[Saved entries]
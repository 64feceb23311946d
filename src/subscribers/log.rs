//! # LogWriter: events as `tracing` records
//!
//! Maps every [`Event`] to one structured `tracing` record under the `amqpstream` target.
//! Failures go out at `warn`/`error`, lifecycle progress at `info`, per-entity noise at `debug`.
//!
//! ## Example output (fmt subscriber)
//! ```text
//! INFO amqpstream: connecting host=localhost stream=events
//! DEBUG amqpstream: declared stream=events entity=exchange 'orders'
//! INFO amqpstream: connected host=localhost stream=events
//! WARN amqpstream: reconnect failed attempt=1 reason=broker unreachable at localhost:5552
//! INFO amqpstream: reconnect scheduled attempt=2 delay_ms=2000
//! ```

use async_trait::async_trait;
use tracing::{debug, error, info, warn};

use crate::events::{Event, EventKind};
use crate::subscribers::Subscribe;

/// Subscriber that forwards events to `tracing`.
#[derive(Default)]
pub struct LogWriter;

impl LogWriter {
    #[must_use]
    pub fn new() -> Self {
        Self
    }
}

fn field(v: &Option<std::sync::Arc<str>>) -> &str {
    v.as_deref().unwrap_or("-")
}

#[async_trait]
impl Subscribe for LogWriter {
    async fn on_event(&self, e: &Event) {
        let host = field(&e.host);
        let stream = field(&e.stream);
        let subject = field(&e.subject);
        let reason = field(&e.reason);

        match e.kind {
            EventKind::Connecting => {
                info!(target: "amqpstream", host, stream, "connecting");
            }
            EventKind::Declared => {
                debug!(target: "amqpstream", stream, entity = subject, "declared");
            }
            EventKind::DeclareFailed => {
                warn!(target: "amqpstream", stream, entity = subject, reason, "declare failed");
            }
            EventKind::Connected => {
                info!(target: "amqpstream", host, stream, "connected");
            }
            EventKind::ConnectFailed => {
                warn!(target: "amqpstream", host, stream, reason, "connect failed");
            }
            EventKind::Disconnected => {
                warn!(target: "amqpstream", host, stream, "environment closed");
            }
            EventKind::ReconnectScheduled => {
                info!(target: "amqpstream", attempt = e.attempt, delay_ms = e.delay_ms, "reconnect scheduled");
            }
            EventKind::ReconnectAttempt => {
                debug!(target: "amqpstream", host, stream, attempt = e.attempt, "reconnect attempt");
            }
            EventKind::ReconnectFailed => {
                warn!(target: "amqpstream", attempt = e.attempt, reason, "reconnect failed");
            }
            EventKind::Reconnected => {
                info!(target: "amqpstream", host, stream, attempt = e.attempt, "reconnected");
            }
            EventKind::ReconnectExhausted => {
                error!(target: "amqpstream", attempts = e.attempt, reason, "reconnect gave up");
            }
            EventKind::ReconnectCanceled => {
                info!(target: "amqpstream", attempt = e.attempt, "reconnect canceled");
            }
            EventKind::TeardownFailed => {
                warn!(target: "amqpstream", stream, step = subject, reason, "teardown step failed");
            }
            EventKind::Disposing => {
                info!(target: "amqpstream", host, stream, "disposing");
            }
            EventKind::Disposed => {
                info!(target: "amqpstream", host, stream, "disposed");
            }
            EventKind::ConsumerStarted => {
                info!(target: "amqpstream", stream, consumer = subject, "consumer started");
            }
            EventKind::ConsumerClosed => {
                info!(target: "amqpstream", stream, consumer = subject, reason, "consumer closed");
            }
            EventKind::SubscriberOverflow => {
                warn!(target: "amqpstream", subscriber = subject, reason, "subscriber dropped event");
            }
            EventKind::SubscriberPanicked => {
                error!(target: "amqpstream", subscriber = subject, info = reason, "subscriber panicked");
            }
        }
    }

    fn name(&self) -> &'static str {
        "log-writer"
    }
}
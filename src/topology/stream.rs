//! # Stream provisioner.
//!
//! [`StreamProvisioner`] owns the stream descriptor and the consumers attached to it.
//!
//! ```text
//! consume(env, handler)
//!   ├─► env.consumer(stream, {offset: First, crc: off}, handler)
//!   ├─► track handle
//!   ├─► spawn close observer ──► consumer.closed().await ──► Bus: ConsumerClosed
//!   └─► return handle (never waits for the close)
//! ```

use std::sync::Arc;

use crate::broker::{
    Consumer, ConsumerOptions, Environment, MessageHandler, OffsetSpec, StreamRetention,
};
use crate::config::StreamConfig;
use crate::error::BrokerError;
use crate::events::{Bus, Event, EventKind};

/// Stream descriptor plus its live consumer handles.
pub struct StreamProvisioner {
    config: StreamConfig,
    consumers: Vec<Arc<dyn Consumer>>,
}

impl StreamProvisioner {
    pub fn new(config: StreamConfig) -> Self {
        Self {
            config,
            consumers: Vec::new(),
        }
    }

    pub fn config(&self) -> &StreamConfig {
        &self.config
    }

    pub fn name(&self) -> &str {
        &self.config.name
    }

    /// Tracked consumer handles, in creation order.
    pub fn consumers(&self) -> &[Arc<dyn Consumer>] {
        &self.consumers
    }

    /// Declares the stream with its configured retention.
    pub async fn declare(&self, env: &dyn Environment) -> Result<(), BrokerError> {
        env.declare_stream(&self.config.name, &StreamRetention::from(&self.config))
            .await
    }

    /// Attaches a consumer reading from the first retained message.
    ///
    /// The handle is returned as soon as the broker accepts the subscription; a background
    /// observer reports its eventual close on `bus`.
    pub async fn consume(
        &mut self,
        env: &dyn Environment,
        handler: MessageHandler,
        bus: &Bus,
    ) -> Result<Arc<dyn Consumer>, BrokerError> {
        let opts = ConsumerOptions {
            name: self.config.consumer_name.clone(),
            offset: OffsetSpec::First,
            crc_check: false,
        };
        let consumer = env.consumer(&self.config.name, opts, handler).await?;
        self.consumers.push(Arc::clone(&consumer));

        bus.publish(
            Event::new(EventKind::ConsumerStarted)
                .with_stream(consumer.stream())
                .with_subject(consumer.name()),
        );
        observe_close(Arc::clone(&consumer), bus.clone());
        Ok(consumer)
    }

    /// Closes tracked consumers in creation order, stopping at the first failure.
    ///
    /// Consumers closed here (or already closed by the broker) leave tracking; the
    /// failing consumer and everything after it stay tracked for a later retry.
    pub async fn close_consumers(&mut self) -> Result<(), BrokerError> {
        let mut done = 0;
        let mut outcome = Ok(());
        for consumer in &self.consumers {
            let result = if consumer.is_closed() {
                Ok(())
            } else {
                consumer.close().await
            };
            if let Err(err) = result {
                outcome = Err(err);
                break;
            }
            done += 1;
        }
        self.consumers.drain(..done);
        outcome
    }

    /// Closes one consumer (unless the broker already did) and stops tracking it.
    ///
    /// Other tracked consumers are left alone. On failure the handle stays tracked.
    pub async fn close_consumer(
        &mut self,
        consumer: &Arc<dyn Consumer>,
    ) -> Result<(), BrokerError> {
        if !consumer.is_closed() {
            match consumer.close().await {
                Ok(()) | Err(BrokerError::AlreadyClosed { .. }) => {}
                Err(err) => return Err(err),
            }
        }
        self.untrack(consumer);
        Ok(())
    }

    /// Stops tracking `consumer` without closing it.
    pub(crate) fn untrack(&mut self, consumer: &Arc<dyn Consumer>) {
        self.consumers
            .retain(|tracked| !std::ptr::addr_eq(Arc::as_ptr(tracked), Arc::as_ptr(consumer)));
    }

    /// Drops every handle without closing it.
    ///
    /// Used when the environment is gone and the broker already released them.
    pub(crate) fn forget_consumers(&mut self) {
        self.consumers.clear();
    }

    /// Deletes the stream.
    pub async fn delete(&self, env: &dyn Environment) -> Result<(), BrokerError> {
        env.delete_stream(&self.config.name).await
    }
}

fn observe_close(consumer: Arc<dyn Consumer>, bus: Bus) {
    tokio::spawn(async move {
        let closed = consumer.closed().await;
        bus.publish(
            Event::new(EventKind::ConsumerClosed)
                .with_stream(closed.stream)
                .with_subject(closed.name)
                .with_reason(closed.reason),
        );
    });
}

▸ PROBLEM REQUIREMENTS: Every entry is to be returned exactly, with nothing dropped.

▸ OUTPUT FOR THIS EXERCISE:
repository 64feceb23311946d
filename src/subscribers/log.rs
//! # LogWriter: events as `tracing` records
//!
//! Maps every [`Event`] to one structured `tracing` record under the `amqpstream` target.
//! Failures go out at `warn`/`error`, lifecycle progress at `info`, per-entity noise at `debug`.
//!
//! ## Example output (fmt subscriber)
//! ```text
//! INFO amqpstream: connecting host=localhost stream=events
//! DEBUG amqpstream: declared stream=events entity=exchange 'orders'
//! INFO amqpstream: connected host=localhost stream=events
//! WARN amqpstream: reconnect failed attempt=1 reason=broker unreachable at localhost:5552
//! INFO amqpstream: reconnect scheduled attempt=2 delay_ms=2000
//! ```

use async_trait::async_trait;
use tracing::{debug, error, info, warn};

use crate::events::{Event, EventKind};
use crate::subscribers::Subscribe;

/// Subscriber that forwards events to `tracing`.
#[derive(Default)]
pub struct LogWriter;

impl LogWriter {
    #[must_use]
    pub fn new() -> Self {
        Self
    }
}

fn field(v: &Option<std::sync::Arc<str>>) -> &str {
    v.as_deref().unwrap_or("-")
}

#[async_trait]
impl Subscribe for LogWriter {
    async fn on_event(&self, e: &Event) {
        let host = field(&e.host);
        let stream = field(&e.stream);
        let subject = field(&e.subject);
        let reason = field(&e.reason);

        match e.kind {
            EventKind::Connecting => {
                info!(target: "amqpstream", host, stream, "connecting");
            }
            EventKind::Declared => {
                debug!(target: "amqpstream", stream, entity = subject, "declared");
            }
            EventKind::DeclareFailed => {
                warn!(target: "amqpstream", stream, entity = subject, reason, "declare failed");
            }
            EventKind::Connected => {
                info!(target: "amqpstream", host, stream, "connected");
            }
            EventKind::ConnectFailed => {
                warn!(target: "amqpstream", host, stream, reason, "connect failed");
            }
            EventKind::Disconnected => {
                warn!(target: "amqpstream", host, stream, "environment closed");
            }
            EventKind::ReconnectScheduled => {
                info!(target: "amqpstream", attempt = e.attempt, delay_ms = e.delay_ms, "reconnect scheduled");
            }
            EventKind::ReconnectAttempt => {
                debug!(target: "amqpstream", host, stream, attempt = e.attempt, "reconnect attempt");
            }
            EventKind::ReconnectFailed => {
                warn!(target: "amqpstream", attempt = e.attempt, reason, "reconnect failed");
            }
            EventKind::Reconnected => {
                info!(target: "amqpstream", host, stream, attempt = e.attempt, "reconnected");
            }
            EventKind::ReconnectExhausted => {
                error!(target: "amqpstream", attempts = e.attempt, reason, "reconnect gave up");
            }
            EventKind::ReconnectCanceled => {
                info!(target: "amqpstream", attempt = e.attempt, "reconnect canceled");
            }
            EventKind::TeardownFailed => {
                warn!(target: "amqpstream", stream, step = subject, reason, "teardown step failed");
            }
            EventKind::Disposing => {
                info!(target: "amqpstream", host, stream, "disposing");
            }
            EventKind::Disposed => {
                info!(target: "amqpstream", host, stream, "disposed");
            }
            EventKind::ConsumerStarted => {
                info!(target: "amqpstream", stream, consumer = subject, "consumer started");
            }
            EventKind::ConsumerClosed => {
                info!(target: "amqpstream", stream, consumer = subject, reason, "consumer closed");
            }
            EventKind::SubscriberOverflow => {
                warn!(target: "amqpstream", subscriber = subject, reason, "subscriber dropped event");
            }
            EventKind::SubscriberPanicked => {
                error!(target: "amqpstream", subscriber = subject, info = reason, "subscriber panicked");
            }
        }
    }

    fn name(&self) -> &'static str {
        "log-writer"
    }
}
filename src/topology/stream.rs
//! # Stream provisioner.
//!
//! [`StreamProvisioner`] owns the stream descriptor and the consumers attached to it.
//!
//! ```text
//! consume(env, handler)
//!   ├─► env.consumer(stream, {offset: First, crc: off}, handler)
//!   ├─► track handle
//!   ├─► spawn close observer ──► consumer.closed().await ──► Bus: ConsumerClosed
//!   └─► return handle (never waits for the close)
//! ```

use std::sync::Arc;

use crate::broker::{
    Consumer, ConsumerOptions, Environment, MessageHandler, OffsetSpec, StreamRetention,
};
use crate::config::StreamConfig;
use crate::error::BrokerError;
use crate::events::{Bus, Event, EventKind};

/// Stream descriptor plus its live consumer handles.
pub struct StreamProvisioner {
    config: StreamConfig,
    consumers: Vec<Arc<dyn Consumer>>,
}

impl StreamProvisioner {
    pub fn new(config: StreamConfig) -> Self {
        Self {
            config,
            consumers: Vec::new(),
        }
    }

    pub fn config(&self) -> &StreamConfig {
        &self.config
    }

    pub fn name(&self) -> &str {
        &self.config.name
    }

    /// Tracked consumer handles, in creation order.
    pub fn consumers(&self) -> &[Arc<dyn Consumer>] {
        &self.consumers
    }

    /// Declares the stream with its configured retention.
    pub async fn declare(&self, env: &dyn Environment) -> Result<(), BrokerError> {
        env.declare_stream(&self.config.name, &StreamRetention::from(&self.config))
            .await
    }

    /// Attaches a consumer reading from the first retained message.
    ///
    /// The handle is returned as soon as the broker accepts the subscription; a background
    /// observer reports its eventual close on `bus`.
    pub async fn consume(
        &mut self,
        env: &dyn Environment,
        handler: MessageHandler,
        bus: &Bus,
    ) -> Result<Arc<dyn Consumer>, BrokerError> {
        let opts = ConsumerOptions {
            name: self.config.consumer_name.clone(),
            offset: OffsetSpec::First,
            crc_check: false,
        };
        let consumer = env.consumer(&self.config.name, opts, handler).await?;
        self.consumers.push(Arc::clone(&consumer));

        bus.publish(
            Event::new(EventKind::ConsumerStarted)
                .with_stream(consumer.stream())
                .with_subject(consumer.name()),
        );
        observe_close(Arc::clone(&consumer), bus.clone());
        Ok(consumer)
    }

    /// Closes tracked consumers in creation order, stopping at the first failure.
    ///
    /// Consumers closed here (or already closed by the broker) leave tracking; the
    /// failing consumer and everything after it stay tracked for a later retry.
    pub async fn close_consumers(&mut self) -> Result<(), BrokerError> {
        let mut done = 0;
        let mut outcome = Ok(());
        for consumer in &self.consumers {
            let result = if consumer.is_closed() {
                Ok(())
            } else {
                consumer.close().await
            };
            if let Err(err) = result {
                outcome = Err(err);
                break;
            }
            done += 1;
        }
        self.consumers.drain(..done);
        outcome
    }

    /// Closes one consumer (unless the broker already did) and stops tracking it.
    ///
    /// Other tracked consumers are left alone. On failure the handle stays tracked.
    pub async fn close_consumer(
        &mut self,
        consumer: &Arc<dyn Consumer>,
    ) -> Result<(), BrokerError> {
        if !consumer.is_closed() {
            match consumer.close().await {
                Ok(()) | Err(BrokerError::AlreadyClosed { .. }) => {}
                Err(err) => return Err(err),
            }
        }
        self.untrack(consumer);
        Ok(())
    }

    /// Stops tracking `consumer` without closing it.
    pub(crate) fn untrack(&mut self, consumer: &Arc<dyn Consumer>) {
        self.consumers
            .retain(|tracked| !std::ptr::addr_eq(Arc::as_ptr(tracked), Arc::as_ptr(consumer)));
    }

    /// Drops every handle without closing it.
    ///
    /// Used when the environment is gone and the broker already released them.
    pub(crate) fn forget_consumers(&mut self) {
        self.consumers.clear();
    }

    /// Deletes the stream.
    pub async fn delete(&self, env: &dyn Environment) -> Result<(), BrokerError> {
        env.delete_stream(&self.config.name).await
    }
}

fn observe_close(consumer: Arc<dyn Consumer>, bus: Bus) {
    tokio::spawn(async move {
        let closed = consumer.closed().await;
        bus.publish(
            Event::new(EventKind::ConsumerClosed)
                .with_stream(closed.stream)
                .with_subject(closed.name)
                .with_reason(closed.reason),
        );
    });
}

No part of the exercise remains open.